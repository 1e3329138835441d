//! Reference vectors for the purchase and sale formulas
//!
//! Every expected value is the exact integer the reference contract returns
//! for the same inputs.

use bancor_formula::{BancorFormula, FormulaError, PowerMath, MAX_RESERVE_RATIO, U256};

fn ether(n: u64) -> U256 {
    U256::from(n) * U256::exp10(18)
}

fn dec(s: &str) -> U256 {
    U256::from_dec_str(s).unwrap()
}

#[test]
fn test_half_ratio_purchase_then_sale() {
    let supply = ether(2);
    let reserve = ether(1) / U256::from(2u64);
    let deposit = ether(1);

    let minted =
        BancorFormula::calculate_purchase_return(supply, reserve, 500_000, deposit).unwrap();
    assert_eq!(minted, dec("1464101615137754587"));

    let refund =
        BancorFormula::calculate_sale_return(supply + minted, reserve + deposit, 500_000, minted)
            .unwrap();
    assert_eq!(refund, dec("999999999999999999"));
    assert!(refund <= deposit);
}

#[test]
fn test_sale_vectors() {
    let cases = [
        (ether(2), ether(2), 999_999, ether(1), "1000000693147633480"),
        (ether(2), ether(2), 1, U256::exp10(11), "97541153376645620"),
        (ether(10), ether(1), 500_000, ether(5), "749999999999999999"),
    ];

    for (supply, reserve, ratio, amount, expected) in cases {
        let refund = BancorFormula::calculate_sale_return(supply, reserve, ratio, amount).unwrap();
        assert_eq!(refund, dec(expected), "sale with ratio {}", ratio);
    }
}

#[test]
fn test_minimum_ratio_purchase() {
    let minted = BancorFormula::calculate_purchase_return(ether(10), ether(1), 1, ether(1)).unwrap();
    assert_eq!(minted, dec("6931474207865"));
}

#[test]
fn test_linear_ratio_is_proportional() {
    let minted = BancorFormula::calculate_purchase_return(
        ether(3),
        ether(6),
        MAX_RESERVE_RATIO,
        ether(2),
    )
    .unwrap();
    assert_eq!(minted, ether(1));

    let refund =
        BancorFormula::calculate_sale_return(ether(3), ether(6), MAX_RESERVE_RATIO, ether(1))
            .unwrap();
    assert_eq!(refund, ether(2));
}

#[test]
fn test_power_reference_values() {
    // sqrt(3) at maximum precision
    let (result, precision) = PowerMath::power(U256::from(3u64), U256::one(), 1, 2).unwrap();
    assert_eq!(precision, 127);
    assert_eq!(result, dec("294693174213430241384087455685767077296"));
}

#[test]
fn test_error_surface() {
    assert!(matches!(
        BancorFormula::calculate_purchase_return(ether(1), ether(1), 1_000_001, ether(1)),
        Err(FormulaError::InvalidRatio(_))
    ));
    assert!(matches!(
        BancorFormula::calculate_sale_return(ether(1), ether(1), 500_000, ether(1) + U256::one()),
        Err(FormulaError::InsufficientSupply { .. })
    ));
    assert!(matches!(
        PowerMath::power(U256::one(), U256::from(2u64), 1, 1),
        Err(FormulaError::InvalidRatio(_))
    ));
}
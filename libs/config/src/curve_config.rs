//! Curve Configuration Module
//!
//! Loads curve and simulation settings from TOML files with
//! environment-specific overrides and `CURVE_` environment variables.

use crate::defaults;
use anyhow::{bail, Context, Result};
use bancor_formula::{parse_units, SimulationConfig, MAX_RESERVE_RATIO};
use config_crate::{Config, Environment, File};
use serde::{Deserialize, Serialize};
use std::path::{Path, PathBuf};
use tracing::{debug, info, warn};

/// Main curve configuration structure
#[derive(Debug, Deserialize, Serialize, Clone, Default, PartialEq)]
#[serde(default)]
pub struct CurveConfig {
    /// Global settings
    pub global: GlobalConfig,

    /// Bonding curve parameters
    pub curve: CurveSettings,

    /// Price growth simulation parameters
    pub simulation: SimulationSettings,
}

/// Global configuration settings
#[derive(Debug, Deserialize, Serialize, Clone, PartialEq)]
#[serde(default)]
pub struct GlobalConfig {
    pub log_level: String,
}

/// Curve parameters; amounts are decimal strings in token units
#[derive(Debug, Deserialize, Serialize, Clone, PartialEq)]
#[serde(default)]
pub struct CurveSettings {
    pub reserve_ratio: u32,
    pub initial_supply: String,
    pub initial_reserve: String,
    pub decimals: u8,
}

/// Simulation parameters
#[derive(Debug, Deserialize, Serialize, Clone, PartialEq)]
#[serde(default)]
pub struct SimulationSettings {
    pub purchase_increment: String,
    pub steps: u32,

    /// Optional JSON output file; `$VAR` references are expanded
    pub output: Option<String>,
}

impl Default for GlobalConfig {
    fn default() -> Self {
        Self {
            log_level: defaults::logging::LOG_LEVEL.to_string(),
        }
    }
}

impl Default for CurveSettings {
    fn default() -> Self {
        Self {
            reserve_ratio: defaults::curve::RESERVE_RATIO,
            initial_supply: defaults::curve::INITIAL_SUPPLY.to_string(),
            initial_reserve: defaults::curve::INITIAL_RESERVE.to_string(),
            decimals: defaults::curve::DECIMALS,
        }
    }
}

impl Default for SimulationSettings {
    fn default() -> Self {
        Self {
            purchase_increment: defaults::simulation::PURCHASE_INCREMENT.to_string(),
            steps: defaults::simulation::STEPS,
            output: None,
        }
    }
}

impl CurveConfig {
    /// Load configuration from files with environment overrides
    ///
    /// Environment files live in `environments/<name>.toml` next to the base
    /// file. Variables such as `CURVE_CURVE__RESERVE_RATIO=500000` override both.
    pub fn load(base_path: Option<&Path>, environment: Option<&str>) -> Result<Self> {
        let base = base_path.unwrap_or(Path::new(defaults::paths::BASE_CONFIG));

        let mut builder = Config::builder().add_source(File::from(base).required(true));

        if let Some(env) = environment {
            let env_file = base
                .parent()
                .map(|dir| dir.join("environments"))
                .unwrap_or_else(|| PathBuf::from(defaults::paths::ENVIRONMENTS_DIR))
                .join(format!("{}.toml", env));

            if env_file.exists() {
                info!("Loading environment config: {:?}", env_file);
                builder = builder.add_source(File::from(env_file));
            } else {
                warn!("Environment config not found: {:?}", env_file);
            }
        }

        builder = builder.add_source(
            Environment::with_prefix(defaults::paths::ENV_PREFIX)
                .prefix_separator("_")
                .separator("__")
                .try_parsing(true),
        );

        let config = builder
            .build()
            .context("Failed to build configuration")?;

        let config: Self = config
            .try_deserialize()
            .context("Failed to deserialize configuration")?;

        debug!(?config, "Loaded curve configuration");
        Ok(config)
    }

    /// Reject parameter combinations the formula would refuse later
    pub fn validate(&self) -> Result<()> {
        let ratio = self.curve.reserve_ratio;
        if ratio == 0 || ratio > MAX_RESERVE_RATIO {
            bail!(
                "curve.reserve_ratio must be within 1..={}, got {}",
                MAX_RESERVE_RATIO,
                ratio
            );
        }

        let supply = self.parse_amount(&self.curve.initial_supply, "curve.initial_supply")?;
        let reserve = self.parse_amount(&self.curve.initial_reserve, "curve.initial_reserve")?;
        if supply.is_zero() || reserve.is_zero() {
            bail!("curve.initial_supply and curve.initial_reserve must be positive");
        }

        let increment = self.parse_amount(
            &self.simulation.purchase_increment,
            "simulation.purchase_increment",
        )?;
        if increment.is_zero() {
            bail!("simulation.purchase_increment must be positive");
        }

        Ok(())
    }

    /// Expand environment variables in path values
    pub fn expand_env_vars(&mut self) -> Result<()> {
        if let Some(output) = &self.simulation.output {
            let expanded = shellexpand::env(output).context("Failed to expand output path")?;
            self.simulation.output = Some(expanded.to_string());
        }

        Ok(())
    }

    /// Simulation parameters in base units
    pub fn simulation_config(&self) -> Result<SimulationConfig> {
        Ok(SimulationConfig {
            reserve_ratio: self.curve.reserve_ratio,
            initial_supply: self
                .parse_amount(&self.curve.initial_supply, "curve.initial_supply")?,
            initial_reserve: self
                .parse_amount(&self.curve.initial_reserve, "curve.initial_reserve")?,
            purchase_increment: self.parse_amount(
                &self.simulation.purchase_increment,
                "simulation.purchase_increment",
            )?,
            steps: self.simulation.steps,
        })
    }

    fn parse_amount(&self, text: &str, key: &str) -> Result<bancor_formula::U256> {
        parse_units(text, self.curve.decimals).with_context(|| format!("Invalid {}", key))
    }
}

/// Convenience function to load, expand and validate configuration
pub fn load_config(base_path: Option<&Path>, environment: Option<&str>) -> Result<CurveConfig> {
    let mut config = CurveConfig::load(base_path, environment)?;
    config.expand_env_vars()?;
    config.validate()?;
    Ok(config)
}

#[cfg(test)]
mod tests {
    use super::*;
    use bancor_formula::U256;
    use std::fs;
    use tempfile::tempdir;

    #[test]
    fn test_load_base_config() {
        let dir = tempdir().unwrap();
        let config_path = dir.path().join("curve.toml");

        let config_content = r#"
[global]
log_level = "debug"

[curve]
reserve_ratio = 500000
initial_supply = "1"
initial_reserve = "1"

[simulation]
purchase_increment = "0.5"
steps = 3
"#;

        fs::write(&config_path, config_content).unwrap();

        let config = CurveConfig::load(Some(&config_path), None).unwrap();

        assert_eq!(config.global.log_level, "debug");
        assert_eq!(config.curve.reserve_ratio, 500_000);
        assert_eq!(config.curve.decimals, defaults::curve::DECIMALS);

        let simulation = config.simulation_config().unwrap();
        assert_eq!(simulation.initial_supply, U256::exp10(18));
        assert_eq!(
            simulation.purchase_increment,
            U256::exp10(17) * U256::from(5u64)
        );
        assert_eq!(simulation.steps, 3);
    }

    #[test]
    fn test_environment_override() {
        let dir = tempdir().unwrap();
        let config_path = dir.path().join("curve.toml");
        fs::write(&config_path, "[curve]\nreserve_ratio = 900000\n").unwrap();

        let env_dir = dir.path().join("environments");
        fs::create_dir(&env_dir).unwrap();
        fs::write(
            env_dir.join("linear.toml"),
            "[curve]\nreserve_ratio = 1000000\n",
        )
        .unwrap();

        let config = CurveConfig::load(Some(&config_path), Some("linear")).unwrap();
        assert_eq!(config.curve.reserve_ratio, 1_000_000);

        let config = CurveConfig::load(Some(&config_path), Some("missing")).unwrap();
        assert_eq!(config.curve.reserve_ratio, 900_000);
    }

    #[test]
    fn test_default_round_trips_through_toml() {
        let dir = tempdir().unwrap();
        let config_path = dir.path().join("curve.toml");
        let written = CurveConfig::default();
        fs::write(&config_path, toml::to_string(&written).unwrap()).unwrap();

        let loaded = CurveConfig::load(Some(&config_path), None).unwrap();
        assert_eq!(loaded, written);
        assert_eq!(loaded.simulation_config().unwrap(), SimulationConfig::default());
    }

    #[test]
    fn test_validate_rejects_bad_values() {
        let mut config = CurveConfig::default();
        assert!(config.validate().is_ok());

        config.curve.reserve_ratio = 0;
        assert!(config.validate().is_err());

        let mut config = CurveConfig::default();
        config.curve.initial_reserve = "0".to_string();
        assert!(config.validate().is_err());

        let mut config = CurveConfig::default();
        config.simulation.purchase_increment = "ten".to_string();
        assert!(config.validate().is_err());
    }

    #[test]
    fn test_missing_base_file_fails() {
        let dir = tempdir().unwrap();
        assert!(CurveConfig::load(Some(&dir.path().join("absent.toml")), None).is_err());
    }

    #[test]
    fn test_expand_env_vars_leaves_plain_paths() {
        let mut config = CurveConfig::default();
        config.simulation.output = Some("out/steps.json".to_string());
        config.expand_env_vars().unwrap();
        assert_eq!(config.simulation.output.as_deref(), Some("out/steps.json"));
    }
}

────────────────────

YOUR ASSIGNMENT ->
Repeat the material above exactly, beginning with its first line and ending with the line that holds "let reserve = ether(1)", and leave out everything else.

WRITTEN REPLY ->
repository 1e3329138835441d
//! Reference vectors for the purchase and sale formulas
//!
//! Every expected value is the exact integer the reference contract returns
//! for the same inputs.

use bancor_formula::{BancorFormula, FormulaError, PowerMath, MAX_RESERVE_RATIO, U256};

fn ether(n: u64) -> U256 {
    U256::from(n) * U256::exp10(18)
}

fn dec(s: &str) -> U256 {
    U256::from_dec_str(s).unwrap()
}

#[test]
fn test_half_ratio_purchase_then_sale() {
    let supply = ether(2);
    let reserve = ether(1) / U256::from(2u64);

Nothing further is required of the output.